_Task item_.
Find how many lines in the entries below carry the word "Color" and answer with only that figure.

_Material for this exercise_.
################

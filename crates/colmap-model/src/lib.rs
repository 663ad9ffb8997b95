//! Shared data model for the column mapping engine.
//!
//! These types flow between the column extractor, the schema catalog,
//! the mapping document and the serializer. None of them perform I/O.

pub mod column;
pub mod mapping;
pub mod property;
pub mod table;
pub mod visibility;

pub use column::ColumnInfo;
pub use mapping::{FileStatus, MappingEntry, ReferencedFile};
pub use property::PropertyInfo;
pub use table::TableReference;
pub use visibility::Visibility;

#[cfg(test)]
mod tests {
    use super::*;

    #[test]
    fn mapping_entry_serializes() {
        let entry = MappingEntry::manual("BusName", "Name");
        let json = serde_json::to_string(&entry).expect("serialize entry");
        let round: MappingEntry = serde_json::from_str(&json).expect("deserialize entry");
        assert_eq!(round, entry);
        assert!(round.is_manual());
    }

    #[test]
    fn referenced_file_defaults_to_unknown_status() {
        let json = r#"{"file_path":"/data/buses.csv"}"#;
        let file: ReferencedFile = serde_json::from_str(json).expect("deserialize file");
        assert_eq!(file.status, FileStatus::Unknown);
    }
}
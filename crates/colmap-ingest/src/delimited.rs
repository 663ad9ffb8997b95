//! Delimited text (CSV/TSV) header and sample reading.
//!
//! Only the header row and a bounded number of data rows are read. Records
//! are read as bytes and decoded lossily so a stray non-UTF-8 byte does not
//! fail the whole file.

use std::fs::File;
use std::path::Path;

use csv::{ByteRecord, Reader, ReaderBuilder, Trim};

use colmap_model::ColumnInfo;

use crate::error::{IngestError, Result};
use crate::header::{build_columns, fit_row, normalize_header_row};

/// Name used for the single table of a delimited file.
pub fn implicit_table_name(path: &Path) -> String {
    path.file_stem()
        .and_then(|s| s.to_str())
        .filter(|s| !s.trim().is_empty())
        .unwrap_or("Table")
        .to_string()
}

fn open_reader(path: &Path, delimiter: u8) -> Result<Reader<File>> {
    let file = File::open(path).map_err(|e| IngestError::from_io(path, e))?;
    Ok(ReaderBuilder::new()
        .delimiter(delimiter)
        .has_headers(false)
        .flexible(true)
        .trim(Trim::All)
        .from_reader(file))
}

fn decode(record: &ByteRecord) -> Vec<String> {
    record
        .iter()
        .map(|field| String::from_utf8_lossy(field).into_owned())
        .collect()
}

/// Reads the header row, skipping leading blank lines.
fn read_header(reader: &mut Reader<File>, path: &Path) -> Result<Vec<String>> {
    let mut record = ByteRecord::new();
    loop {
        let has_record = reader.read_byte_record(&mut record).map_err(|e| {
            IngestError::CsvParse {
                path: path.to_path_buf(),
                message: e.to_string(),
            }
        })?;
        if !has_record {
            return Err(IngestError::NoHeader {
                path: path.to_path_buf(),
            });
        }
        let header = normalize_header_row(&decode(&record));
        if !header.is_empty() {
            return Ok(header);
        }
    }
}

/// Iterates decoded data rows, stopping quietly at the first malformed record.
fn data_rows<'r>(
    reader: &'r mut Reader<File>,
    path: &'r Path,
) -> impl Iterator<Item = Vec<String>> + 'r {
    reader.byte_records().map_while(move |result| match result {
        Ok(record) => Some(decode(&record)),
        Err(e) => {
            tracing::warn!(
                path = %path.display(),
                error = %e,
                "Stopped reading rows at malformed record"
            );
            None
        }
    })
}

/// Extracts column descriptors from a delimited file.
pub fn read_delimited_columns(path: &Path, delimiter: u8) -> Result<Vec<ColumnInfo>> {
    let mut reader = open_reader(path, delimiter)?;
    let header = read_header(&mut reader, path)?;
    let table = implicit_table_name(path);
    Ok(build_columns(&table, &header, data_rows(&mut reader, path)))
}

/// Reads the header and up to `max_rows` data rows.
pub fn read_delimited_sample(
    path: &Path,
    delimiter: u8,
    max_rows: usize,
) -> Result<(Vec<String>, Vec<Vec<String>>)> {
    let mut reader = open_reader(path, delimiter)?;
    let header = read_header(&mut reader, path)?;
    let width = header.len();
    let rows = data_rows(&mut reader, path)
        .take(max_rows)
        .map(|row| fit_row(row, width))
        .collect();
    Ok((header, rows))
}
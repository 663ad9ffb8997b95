//! Spreadsheet workbook reading.
//!
//! Each non-empty worksheet is one table; the first row is its header.
//! A worksheet that fails to load is skipped with a warning so the rest of
//! the workbook stays usable.

use std::collections::BTreeMap;
use std::path::Path;

use calamine::{Data, Range, Reader, open_workbook_auto};

use colmap_model::ColumnInfo;

use crate::error::{IngestError, Result};
use crate::header::{SAMPLE_ROW_LIMIT, build_columns, fit_row, normalize_header_row};

/// Text of a single cell; numbers and dates use their display form.
pub fn cell_text(cell: &Data) -> String {
    match cell {
        Data::Empty => String::new(),
        Data::String(s) => s.trim().to_string(),
        other => other.to_string().trim().to_string(),
    }
}

fn row_text(row: &[Data]) -> Vec<String> {
    row.iter().map(cell_text).collect()
}

/// Splits a worksheet range into a normalized header and at most
/// `max_rows` of its data rows.
///
/// Returns `None` when the sheet has no usable header.
pub fn split_range(
    range: &Range<Data>,
    max_rows: usize,
) -> Option<(Vec<String>, Vec<Vec<String>>)> {
    if range.is_empty() {
        return None;
    }
    let mut rows = range.rows().map(row_text);
    let header = loop {
        let candidate = normalize_header_row(&rows.next()?);
        if !candidate.is_empty() {
            break candidate;
        }
    };
    Some((header, rows.take(max_rows).collect()))
}

/// Builds column descriptors for one worksheet range.
pub fn columns_from_range(table: &str, range: &Range<Data>) -> Option<Vec<ColumnInfo>> {
    let (header, rows) = split_range(range, SAMPLE_ROW_LIMIT)?;
    Some(build_columns(table, &header, rows))
}

fn open(path: &Path) -> Result<calamine::Sheets<std::io::BufReader<std::fs::File>>> {
    open_workbook_auto(path).map_err(|e| IngestError::Workbook {
        path: path.to_path_buf(),
        message: e.to_string(),
    })
}

/// Extracts column descriptors for every non-empty worksheet.
pub fn read_workbook_columns(path: &Path) -> Result<BTreeMap<String, Vec<ColumnInfo>>> {
    let mut workbook = open(path)?;
    let mut tables = BTreeMap::new();

    for sheet in workbook.sheet_names() {
        let range = match workbook.worksheet_range(&sheet) {
            Ok(range) => range,
            Err(e) => {
                tracing::warn!(
                    path = %path.display(),
                    sheet = %sheet,
                    error = %e,
                    "Skipping unreadable worksheet"
                );
                continue;
            }
        };
        match columns_from_range(&sheet, &range) {
            Some(columns) => {
                tables.insert(sheet, columns);
            }
            None => {
                tracing::debug!(path = %path.display(), sheet = %sheet, "Skipping empty worksheet");
            }
        }
    }

    Ok(tables)
}

/// Reads the header and up to `max_rows` data rows of one worksheet.
pub fn read_workbook_sample(
    path: &Path,
    table: &str,
    max_rows: usize,
) -> Result<(Vec<String>, Vec<Vec<String>>)> {
    let mut workbook = open(path)?;
    let sheet = workbook
        .sheet_names()
        .into_iter()
        .find(|name| name == table || name.eq_ignore_ascii_case(table))
        .ok_or_else(|| IngestError::TableNotFound {
            path: path.to_path_buf(),
            table: table.to_string(),
        })?;

    let range = workbook
        .worksheet_range(&sheet)
        .map_err(|e| IngestError::Workbook {
            path: path.to_path_buf(),
            message: e.to_string(),
        })?;

    let (header, rows) = split_range(&range, max_rows).ok_or_else(|| IngestError::NoHeader {
        path: path.to_path_buf(),
    })?;
    let width = header.len();
    let rows = rows
        .into_iter()
        .map(|row| fit_row(row, width))
        .collect();
    Ok((header, rows))
}

#[cfg(test)]
mod tests {
    use super::*;

    fn sheet(cells: &[&[Data]]) -> Range<Data> {
        let height = cells.len() as u32;
        let width = cells.iter().map(|r| r.len()).max().unwrap_or(0) as u32;
        let mut range = Range::new((0, 0), (height - 1, width - 1));
        for (r, row) in cells.iter().enumerate() {
            for (c, value) in row.iter().enumerate() {
                range.set_value((r as u32, c as u32), value.clone());
            }
        }
        range
    }

    fn text(value: &str) -> Data {
        Data::String(value.to_string())
    }

    #[test]
    fn test_unnamed_columns_are_synthesized() {
        let range = sheet(&[
            &[text("Id"), Data::Empty, text("Name")],
            &[Data::Int(1), Data::Float(2.5), text("Alpha")],
        ]);
        let columns = columns_from_range("Buses", &range).unwrap();
        let names: Vec<_> = columns.iter().map(|c| c.column_name.as_str()).collect();
        assert_eq!(names, vec!["Id", "Column2", "Name"]);
        assert!(columns.iter().all(|c| c.sample_value_count == 1));
    }

    #[test]
    fn test_empty_sheet_is_skipped() {
        let range: Range<Data> = Range::empty();
        assert!(columns_from_range("Empty", &range).is_none());
    }

    #[test]
    fn test_blank_leading_rows_are_skipped() {
        let range = sheet(&[&[Data::Empty, Data::Empty], &[text("Id"), text("Name")]]);
        let (header, rows) = split_range(&range, SAMPLE_ROW_LIMIT).unwrap();
        assert_eq!(header, vec!["Id", "Name"]);
        assert!(rows.is_empty());
    }

    #[test]
    fn test_long_sheet_reads_a_bounded_sample() {
        let mut range = Range::new((0, 0), (999, 1));
        range.set_value((0, 0), text("Id"));
        range.set_value((0, 1), text("Name"));
        for r in 1..1000 {
            range.set_value((r, 0), Data::Int(i64::from(r)));
            range.set_value((r, 1), text("bus"));
        }

        let (_, rows) = split_range(&range, 5).unwrap();
        assert_eq!(rows.len(), 5);
        assert_eq!(rows[0][0], "1");

        let columns = columns_from_range("Buses", &range).unwrap();
        assert!(
            columns
                .iter()
                .all(|c| c.sample_value_count == SAMPLE_ROW_LIMIT)
        );
    }

    #[test]
    fn test_cell_text() {
        assert_eq!(cell_text(&Data::Int(7)), "7");
        assert_eq!(cell_text(&text("  x ")), "x");
        assert_eq!(cell_text(&Data::Empty), "");
    }

    #[test]
    fn test_missing_workbook_is_an_error() {
        let result = read_workbook_columns(Path::new("/definitely/not/here.xlsx"));
        assert!(matches!(result, Err(IngestError::Workbook { .. })));
    }
}
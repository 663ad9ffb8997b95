//! Table rendering helpers.

use comfy_table::modifiers::UTF8_ROUND_CORNERS;
use comfy_table::presets::UTF8_FULL_CONDENSED;
use comfy_table::{Attribute, Cell, CellAlignment, Color, ContentArrangement, Table};

/// Creates a table with the shared style and a bold header row.
pub fn styled_table(headers: &[&str]) -> Table {
    let mut table = Table::new();
    table
        .load_preset(UTF8_FULL_CONDENSED)
        .apply_modifier(UTF8_ROUND_CORNERS)
        .set_content_arrangement(ContentArrangement::Dynamic)
        .set_width(120)
        .set_header(headers.iter().copied().map(header_cell));
    table
}

pub fn align_column(table: &mut Table, index: usize, alignment: CellAlignment) {
    if let Some(column) = table.column_mut(index) {
        column.set_cell_alignment(alignment);
    }
}

fn header_cell(label: &str) -> Cell {
    Cell::new(label)
        .fg(Color::Cyan)
        .add_attribute(Attribute::Bold)
}

pub fn flag_cell(set: bool) -> Cell {
    if set {
        Cell::new("yes").fg(Color::Green)
    } else {
        dim_cell("-")
    }
}

pub fn ok_cell(ok: bool, text: &str) -> Cell {
    Cell::new(text).fg(if ok { Color::Green } else { Color::Red })
}

pub fn dim_cell<T: ToString>(value: T) -> Cell {
    Cell::new(value).fg(Color::DarkGrey)
}

/// Formats a 0..=1 score as a percentage.
pub fn percent(score: f64) -> String {
    format!("{:.0}%", score * 100.0)
}
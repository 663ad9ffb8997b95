//! Statically declared schema registry.
//!
//! The registry is the explicit, versionable list of target types and their
//! mappable fields. It is loaded from TOML or built in code and then handed
//! to the [`SchemaCatalog`](crate::SchemaCatalog).
//!
//! ```toml
//! [[types]]
//! name = "Bus"
//! plural = "Buses"
//! description = "Network node"
//!
//! [[types.fields]]
//! name = "Id"
//! type = "string"
//! required = true
//! ```

use std::collections::BTreeSet;
use std::path::Path;

use serde::{Deserialize, Serialize};

use crate::error::{CatalogError, Result};

/// Registry shipped with the crate, used when no registry file is given.
pub const BUILTIN_REGISTRY: &str = include_str!("../data/registry.toml");

/// One field of a target type.
#[derive(Debug, Clone, PartialEq, Eq, Serialize, Deserialize)]
pub struct FieldDescriptor {
    pub name: String,
    #[serde(rename = "type", default = "default_field_type")]
    pub field_type: String,
    #[serde(default)]
    pub description: Option<String>,
    /// Explicit required marker.
    #[serde(default)]
    pub required: bool,
    /// Derived field; always visible.
    #[serde(default)]
    pub computed: bool,
    /// Hidden unless settings list it explicitly (or use the wildcard).
    #[serde(default)]
    pub hidden: bool,
}

fn default_field_type() -> String {
    "string".to_string()
}

impl FieldDescriptor {
    pub fn new(name: impl Into<String>, field_type: impl Into<String>) -> Self {
        Self {
            name: name.into(),
            field_type: field_type.into(),
            description: None,
            required: false,
            computed: false,
            hidden: false,
        }
    }

    #[must_use]
    pub fn required(mut self) -> Self {
        self.required = true;
        self
    }

    #[must_use]
    pub fn computed(mut self) -> Self {
        self.computed = true;
        self
    }

    #[must_use]
    pub fn hidden(mut self) -> Self {
        self.hidden = true;
        self
    }

    #[must_use]
    pub fn with_description(mut self, description: impl Into<String>) -> Self {
        self.description = Some(description.into());
        self
    }
}

/// A target record type and its fields.
#[derive(Debug, Clone, PartialEq, Eq, Serialize, Deserialize)]
pub struct TypeSchema {
    pub name: String,
    #[serde(default)]
    pub plural: Option<String>,
    #[serde(default)]
    pub description: Option<String>,
    #[serde(default)]
    pub fields: Vec<FieldDescriptor>,
}

impl TypeSchema {
    pub fn new(name: impl Into<String>) -> Self {
        Self {
            name: name.into(),
            plural: None,
            description: None,
            fields: Vec::new(),
        }
    }

    #[must_use]
    pub fn with_plural(mut self, plural: impl Into<String>) -> Self {
        self.plural = Some(plural.into());
        self
    }

    #[must_use]
    pub fn with_description(mut self, description: impl Into<String>) -> Self {
        self.description = Some(description.into());
        self
    }

    #[must_use]
    pub fn field(mut self, field: FieldDescriptor) -> Self {
        self.fields.push(field);
        self
    }

    /// Declared plural, or the name with an `s` appended.
    pub fn plural_name(&self) -> String {
        self.plural
            .clone()
            .unwrap_or_else(|| format!("{}s", self.name))
    }

    pub fn find_field(&self, name: &str) -> Option<&FieldDescriptor> {
        self.fields
            .iter()
            .find(|f| f.name.eq_ignore_ascii_case(name))
    }
}

#[derive(Debug, Deserialize)]
struct RegistryFile {
    #[serde(default)]
    types: Vec<TypeSchema>,
}

/// The set of target types known to the catalog.
#[derive(Debug, Clone, Default, PartialEq, Eq)]
pub struct SchemaRegistry {
    types: Vec<TypeSchema>,
}

impl SchemaRegistry {
    /// Builds a registry, rejecting empty or duplicate names.
    pub fn new(types: Vec<TypeSchema>) -> Result<Self> {
        let mut seen_types = BTreeSet::new();
        for schema in &types {
            let type_key = schema.name.trim().to_ascii_lowercase();
            if type_key.is_empty() {
                return Err(CatalogError::InvalidRegistry {
                    message: "type with empty name".to_string(),
                });
            }
            if !seen_types.insert(type_key) {
                return Err(CatalogError::DuplicateType {
                    name: schema.name.clone(),
                });
            }

            let mut seen_fields = BTreeSet::new();
            for field in &schema.fields {
                let field_key = field.name.trim().to_ascii_lowercase();
                if field_key.is_empty() {
                    return Err(CatalogError::InvalidRegistry {
                        message: format!("field with empty name in type '{}'", schema.name),
                    });
                }
                if !seen_fields.insert(field_key) {
                    return Err(CatalogError::DuplicateField {
                        data_type: schema.name.clone(),
                        field: field.name.clone(),
                    });
                }
            }
        }
        Ok(Self { types })
    }

    /// Parses a registry from TOML text. `origin` is used in error messages.
    pub fn from_toml_str(content: &str, origin: &Path) -> Result<Self> {
        let file: RegistryFile = toml::from_str(content).map_err(|source| CatalogError::Toml {
            path: origin.to_path_buf(),
            source,
        })?;
        Self::new(file.types)
    }

    /// Loads a registry file from disk.
    pub fn load(path: &Path) -> Result<Self> {
        let content = std::fs::read_to_string(path).map_err(|e| CatalogError::io(path, e))?;
        let registry = Self::from_toml_str(&content, path)?;
        tracing::info!(
            path = %path.display(),
            types = registry.types.len(),
            "Loaded schema registry"
        );
        Ok(registry)
    }

    /// The registry embedded in this crate.
    pub fn builtin() -> Result<Self> {
        Self::from_toml_str(BUILTIN_REGISTRY, Path::new("<builtin>"))
    }

    pub fn types(&self) -> &[TypeSchema] {
        &self.types
    }

    /// Finds a type by name (case-insensitive).
    pub fn find(&self, name: &str) -> Option<&TypeSchema> {
        let name = name.trim();
        self.types
            .iter()
            .find(|t| t.name.eq_ignore_ascii_case(name))
    }

    pub fn contains(&self, name: &str) -> bool {
        self.find(name).is_some()
    }
}

#[cfg(test)]
mod tests {
    use super::*;

    #[test]
    fn test_builtin_registry_loads() {
        let registry = SchemaRegistry::builtin().expect("builtin registry");
        assert!(registry.contains("Bus"));
        assert!(registry.contains("bus"));
        let bus = registry.find("Bus").unwrap();
        assert!(bus.fields.iter().any(|f| f.required));
    }

    #[test]
    fn test_parses_toml() {
        let toml = r#"
            [[types]]
            name = "Bus"
            plural = "Buses"

            [[types.fields]]
            name = "Id"
            required = true

            [[types.fields]]
            name = "Zone"
            type = "integer"
            hidden = true
        "#;
        let registry = SchemaRegistry::from_toml_str(toml, Path::new("test.toml")).unwrap();
        let bus = registry.find("Bus").unwrap();
        assert_eq!(bus.plural_name(), "Buses");
        assert_eq!(bus.fields[0].field_type, "string");
        assert!(bus.fields[0].required);
        assert!(bus.fields[1].hidden);
    }

    #[test]
    fn test_rejects_duplicate_types() {
        let result = SchemaRegistry::new(vec![TypeSchema::new("Bus"), TypeSchema::new("BUS")]);
        assert!(matches!(result, Err(CatalogError::DuplicateType { .. })));
    }

    #[test]
    fn test_rejects_duplicate_fields() {
        let schema = TypeSchema::new("Bus")
            .field(FieldDescriptor::new("Id", "string"))
            .field(FieldDescriptor::new("id", "string"));
        let result = SchemaRegistry::new(vec![schema]);
        assert!(matches!(result, Err(CatalogError::DuplicateField { .. })));
    }

    #[test]
    fn test_default_plural() {
        assert_eq!(TypeSchema::new("Line").plural_name(), "Lines");
    }

    #[test]
    fn test_invalid_toml_reports_path() {
        let err = SchemaRegistry::from_toml_str("[[types]\n", Path::new("bad.toml")).unwrap_err();
        assert!(err.to_string().contains("bad.toml"));
    }
}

################

_Written response_.
5